A Rome, Tommaso (Willem Dafoe) écrivain new-yorkais, et sa femme Nikki (Cristina Chiriac-Ferrara) traversent une crise conjugale. Ayant rompu avec sa vie dissolue américaine, Tommaso aspire pourtant à une vie familiale rangée avec leur fille Deedee (Anna Ferrara). Mais éloigné de l’alcool et de ses addictions, il traverse des phases paranoïaques et hallucinatoires, causés par ses accès de jalousie.


En 2012, Abel Ferrara quitte les États-Unis pour rejoindre l’Italie, pays de ses racines. Il y tourne Piazza Vittorio et Pasolini, ancrés dans l’héritage italien, comme si cette traversée de l’Atlantique, ce retour aux sources, avaient réensemencé son cinéma d’une vitalité nouvelle. Remplacer le Jack Daniel’s et la dope par du Nero d’Avola et des pasta con zucchine, ça vous change un cinéaste. Le King of New York est devenu Re di Roma.


Tommaso est à la fois Abel, et un autre. Abel, car il est tourné dans son propre quartier romain. Mieux, Ferrara utilise son appartement comme décor-clé, avec sa femme et sa fille, pour incarner la femme et la fille de son héros. Pour ce rôle éponyme, il choisit Willem Dafoe, son acteur fétiche et accessoirement meilleur ami, quasi voisin d’immeuble dans la capitale transalpine.

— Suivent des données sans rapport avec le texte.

//! Subtree walks.
//!
//! [`Pager`] is the cursor shared by both execution models: it produces the
//! next request from the last name seen and folds each response page back
//! into a row buffer. [`Walk`] drives it as an async [`Stream`], [`WalkIter`]
//! as a blocking [`Iterator`]. Each page is a full session round, so it goes
//! through the policer and gets its own timeout.
//!
//! A walk ends when a page yields fewer usable rows than were asked for. A
//! row is usable while it stays inside the base subtree and is not
//! `endOfMibView`. When a subtree holds an exact multiple of the page size,
//! the walk costs one extra round, which comes back empty or out of the
//! subtree.

use std::collections::VecDeque;
use std::future::Future;
use std::pin::Pin;
use std::task::{Context, Poll};

use futures_core::Stream;

use crate::error::{Error, Result};
use crate::oid::Oid;
use crate::transport::Transport;
use crate::varbind::VarBind;

use super::SessionCore;

/// Request kind used for walk rounds.
#[derive(Debug, Clone, Copy, PartialEq, Eq)]
pub enum WalkMode {
    /// One GETNEXT per row.
    GetNext,
    /// GETBULK with non-repeaters 0.
    GetBulk { max_repetitions: u32 },
}

impl WalkMode {
    /// Rows requested per round.
    pub fn page_size(self) -> usize {
        match self {
            Self::GetNext => 1,
            Self::GetBulk { max_repetitions } => max_repetitions as usize,
        }
    }
}

/// Next request a [`Pager`] wants sent.
#[derive(Debug, Clone, PartialEq, Eq)]
pub(crate) struct PageRequest {
    pub position: Oid,
    pub mode: WalkMode,
}

/// Walk cursor.
#[derive(Debug)]
pub(crate) struct Pager {
    base: Oid,
    position: Oid,
    mode: WalkMode,
    buffer: VecDeque<VarBind>,
    pending: Option<Error>,
    done: bool,
}

impl Pager {
    pub(crate) fn new(base: Oid, mode: WalkMode) -> Self {
        Self {
            position: base.clone(),
            base,
            mode,
            buffer: VecDeque::new(),
            pending: None,
            done: false,
        }
    }

    /// Cursor that yields `err` once and ends.
    pub(crate) fn failed(base: Oid, mode: WalkMode, err: Error) -> Self {
        let mut pager = Self::new(base, mode);
        pager.fail(err);
        pager
    }

    /// Next buffered row, or the error that ended the walk.
    pub(crate) fn pop(&mut self) -> Option<Result<VarBind>> {
        match self.buffer.pop_front() {
            Some(row) => Some(Ok(row)),
            None => self.pending.take().map(Err),
        }
    }

    /// No more rounds will be sent.
    pub(crate) fn is_done(&self) -> bool {
        self.done
    }

    pub(crate) fn request(&self) -> PageRequest {
        PageRequest {
            position: self.position.clone(),
            mode: self.mode,
        }
    }

    /// Fold a response page into the buffer.
    pub(crate) fn absorb(&mut self, page: Vec<VarBind>) {
        let mut usable = 0;
        for row in page {
            if row.is_end_of_mib_view() || !row.oid.starts_with(&self.base) {
                self.done = true;
                break;
            }
            if row.oid <= self.position {
                tracing::warn!(
                    target: "snmp_session::walk",
                    previous = %self.position,
                    current = %row.oid,
                    "agent returned non-increasing OID"
                );
                self.fail(Error::NonIncreasingOid {
                    previous: self.position.clone(),
                    current: row.oid,
                });
                return;
            }
            self.position = row.oid.clone();
            self.buffer.push_back(row);
            usable += 1;
        }
        if usable < self.mode.page_size() {
            self.done = true;
        }
    }

    /// End the walk with `err`, after the rows already buffered.
    pub(crate) fn fail(&mut self, err: Error) {
        self.pending = Some(err);
        self.done = true;
    }
}

type PageFuture<'a, T> =
    Pin<Box<dyn Future<Output = (&'a mut SessionCore<T>, Result<Vec<VarBind>>)> + Send + 'a>>;

enum State<'a, T> {
    Idle(&'a mut SessionCore<T>),
    Fetching(PageFuture<'a, T>),
    Taken,
}

/// Async walk over a subtree.
///
/// Created by [`Session::get_next`](super::Session::get_next),
/// [`Session::get_bulk`](super::Session::get_bulk) and
/// [`Session::fetch`](super::Session::fetch). The session stays mutably
/// borrowed until the walk is dropped. An error is yielded once and ends the
/// walk.
///
/// # Example
///
/// ```rust,ignore
/// let mut walk = session.fetch(&oid!(1, 3, 6, 1, 2, 1, 2, 2, 1, 2));
/// while let Some(row) = walk.next().await {
///     let row = row?;
///     println!("{row}");
/// }
/// ```
pub struct Walk<'a, T> {
    pager: Pager,
    state: State<'a, T>,
}

impl<'a, T: Transport + 'a> Walk<'a, T> {
    pub(crate) fn new(core: &'a mut SessionCore<T>, pager: Pager) -> Self {
        Self {
            pager,
            state: State::Idle(core),
        }
    }

    /// Next row, or `None` once the walk has ended.
    pub async fn next(&mut self) -> Option<Result<VarBind>> {
        std::future::poll_fn(|cx| Pin::new(&mut *self).poll_next(cx)).await
    }

    /// Collect the remaining rows, stopping at the first error.
    pub async fn collect(mut self) -> Result<Vec<VarBind>> {
        let mut rows = Vec::new();
        while let Some(row) = self.next().await {
            rows.push(row?);
        }
        Ok(rows)
    }
}

impl<'a, T: Transport + 'a> Stream for Walk<'a, T> {
    type Item = Result<VarBind>;

    fn poll_next(self: Pin<&mut Self>, cx: &mut Context<'_>) -> Poll<Option<Self::Item>> {
        let this = self.get_mut();
        loop {
            if let Some(item) = this.pager.pop() {
                return Poll::Ready(Some(item));
            }
            if this.pager.is_done() {
                return Poll::Ready(None);
            }
            match std::mem::replace(&mut this.state, State::Taken) {
                State::Idle(core) => {
                    let request = this.pager.request();
                    this.state = State::Fetching(Box::pin(async move {
                        let page = core.page(&request).await;
                        (core, page)
                    }));
                }
                State::Fetching(mut fut) => match fut.as_mut().poll(cx) {
                    Poll::Pending => {
                        this.state = State::Fetching(fut);
                        return Poll::Pending;
                    }
                    Poll::Ready((core, page)) => {
                        this.state = State::Idle(core);
                        match page {
                            Ok(rows) => this.pager.absorb(rows),
                            Err(e) => this.pager.fail(e),
                        }
                    }
                },
                State::Taken => return Poll::Ready(None),
            }
        }
    }
}

/// Blocking walk over a subtree.
///
/// Created by the walk methods of
/// [`BlockingSession`](super::BlockingSession).
pub struct WalkIter<'a, T> {
    pager: Pager,
    core: &'a mut SessionCore<T>,
}

impl<'a, T: Transport> WalkIter<'a, T> {
    pub(crate) fn new(core: &'a mut SessionCore<T>, pager: Pager) -> Self {
        Self { pager, core }
    }
}

impl<T: Transport> Iterator for WalkIter<'_, T> {
    type Item = Result<VarBind>;

    fn next(&mut self) -> Option<Self::Item> {
        loop {
            if let Some(item) = self.pager.pop() {
                return Some(item);
            }
            if self.pager.is_done() {
                return None;
            }
            let request = self.pager.request();
            match self.core.page_blocking(&request) {
                Ok(rows) => self.pager.absorb(rows),
                Err(e) => self.pager.fail(e),
            }
        }
    }
}

#[cfg(test)]
mod tests {
    use super::*;
    use crate::oid;
    use crate::value::Value;

    fn row(arcs: &[u32]) -> VarBind {
        VarBind::new(Oid::from_slice(arcs), Value::Integer(1))
    }

    fn bulk(n: u32) -> WalkMode {
        WalkMode::GetBulk { max_repetitions: n }
    }

    fn drain(pager: &mut Pager) -> Vec<Result<VarBind>> {
        std::iter::from_fn(|| pager.pop()).collect()
    }

    #[test]
    fn test_request_follows_last_row() {
        let mut pager = Pager::new(oid!(1, 3, 6, 1, 2), bulk(2));
        assert_eq!(pager.request().position, oid!(1, 3, 6, 1, 2));

        pager.absorb(vec![row(&[1, 3, 6, 1, 2, 1]), row(&[1, 3, 6, 1, 2, 2])]);
        assert!(!pager.is_done());
        assert_eq!(pager.request().position, oid!(1, 3, 6, 1, 2, 2));
        assert_eq!(drain(&mut pager).len(), 2);
    }

    #[test]
    fn test_short_page_ends_walk() {
        let mut pager = Pager::new(oid!(1, 3, 6, 1, 2), bulk(5));
        pager.absorb(vec![row(&[1, 3, 6, 1, 2, 1])]);
        assert!(pager.is_done());
        assert_eq!(drain(&mut pager).len(), 1);
    }

    #[test]
    fn test_rows_outside_subtree_end_walk() {
        let mut pager = Pager::new(oid!(1, 3, 6, 1, 2), bulk(3));
        pager.absorb(vec![
            row(&[1, 3, 6, 1, 2, 1]),
            row(&[1, 3, 6, 1, 3, 1]),
            row(&[1, 3, 6, 1, 3, 2]),
        ]);
        assert!(pager.is_done());
        assert_eq!(drain(&mut pager).len(), 1);
    }

    #[test]
    fn test_end_of_mib_view_ends_walk() {
        let mut pager = Pager::new(oid!(1, 3, 6, 1), WalkMode::GetNext);
        pager.absorb(vec![VarBind::new(oid!(1, 3, 6, 1, 9), Value::EndOfMibView)]);
        assert!(pager.is_done());
        assert!(pager.pop().is_none());
    }

    #[test]
    fn test_empty_page_ends_walk() {
        let mut pager = Pager::new(oid!(1, 3, 6, 1), WalkMode::GetNext);
        pager.absorb(Vec::new());
        assert!(pager.is_done());
    }

    #[test]
    fn test_full_page_asks_again() {
        let mut pager = Pager::new(oid!(1, 3, 6, 1), WalkMode::GetNext);
        pager.absorb(vec![row(&[1, 3, 6, 1, 1])]);
        assert!(!pager.is_done());
    }

    #[test]
    fn test_non_increasing_oid_after_good_rows() {
        let mut pager = Pager::new(oid!(1, 3, 6, 1), bulk(3));
        pager.absorb(vec![
            row(&[1, 3, 6, 1, 5]),
            row(&[1, 3, 6, 1, 5]),
            row(&[1, 3, 6, 1, 6]),
        ]);
        assert!(pager.is_done());
        let items = drain(&mut pager);
        assert_eq!(items.len(), 2);
        assert!(items[0].is_ok());
        match &items[1] {
            Err(Error::NonIncreasingOid { previous, current }) => {
                assert_eq!(previous, &oid!(1, 3, 6, 1, 5));
                assert_eq!(current, &oid!(1, 3, 6, 1, 5));
            }
            other => panic!("expected NonIncreasingOid, got {:?}", other),
        }
    }

    #[test]
    fn test_failed_pager_yields_error_once() {
        let mut pager = Pager::failed(
            oid!(1, 3, 6, 1),
            bulk(10),
            Error::config(crate::error::ConfigErrorKind::BulkOnV1),
        );
        assert!(matches!(pager.pop(), Some(Err(Error::Config { .. }))));
        assert!(pager.pop().is_none());
        assert!(pager.is_done());
    }
}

Le film s’ouvre au son d’un gong bouddhiste, auquel se mêle un chant d’opéra, symbole du melting-pot culturel dans lequel est plongé depuis toujours le gamin du Bronx.


Et dans le même temps, Tommaso est un autre. Il est ce que Dafoe veut bien en faire, par ses multiples improvisations qui cadencent son interprétation une nouvelle fois majuscule. Alter-ego de Ferrara, il prolonge la vie de son ami, dans ces rues qu’ils arpentent chaque soir, oiseaux de nuit dans une Rome insondable et mutique. A la manière de Fellini-Roma, les déambulations dans la ville éternelle prennent des chemins fantasmagoriques, où le réel rencontre les mirages.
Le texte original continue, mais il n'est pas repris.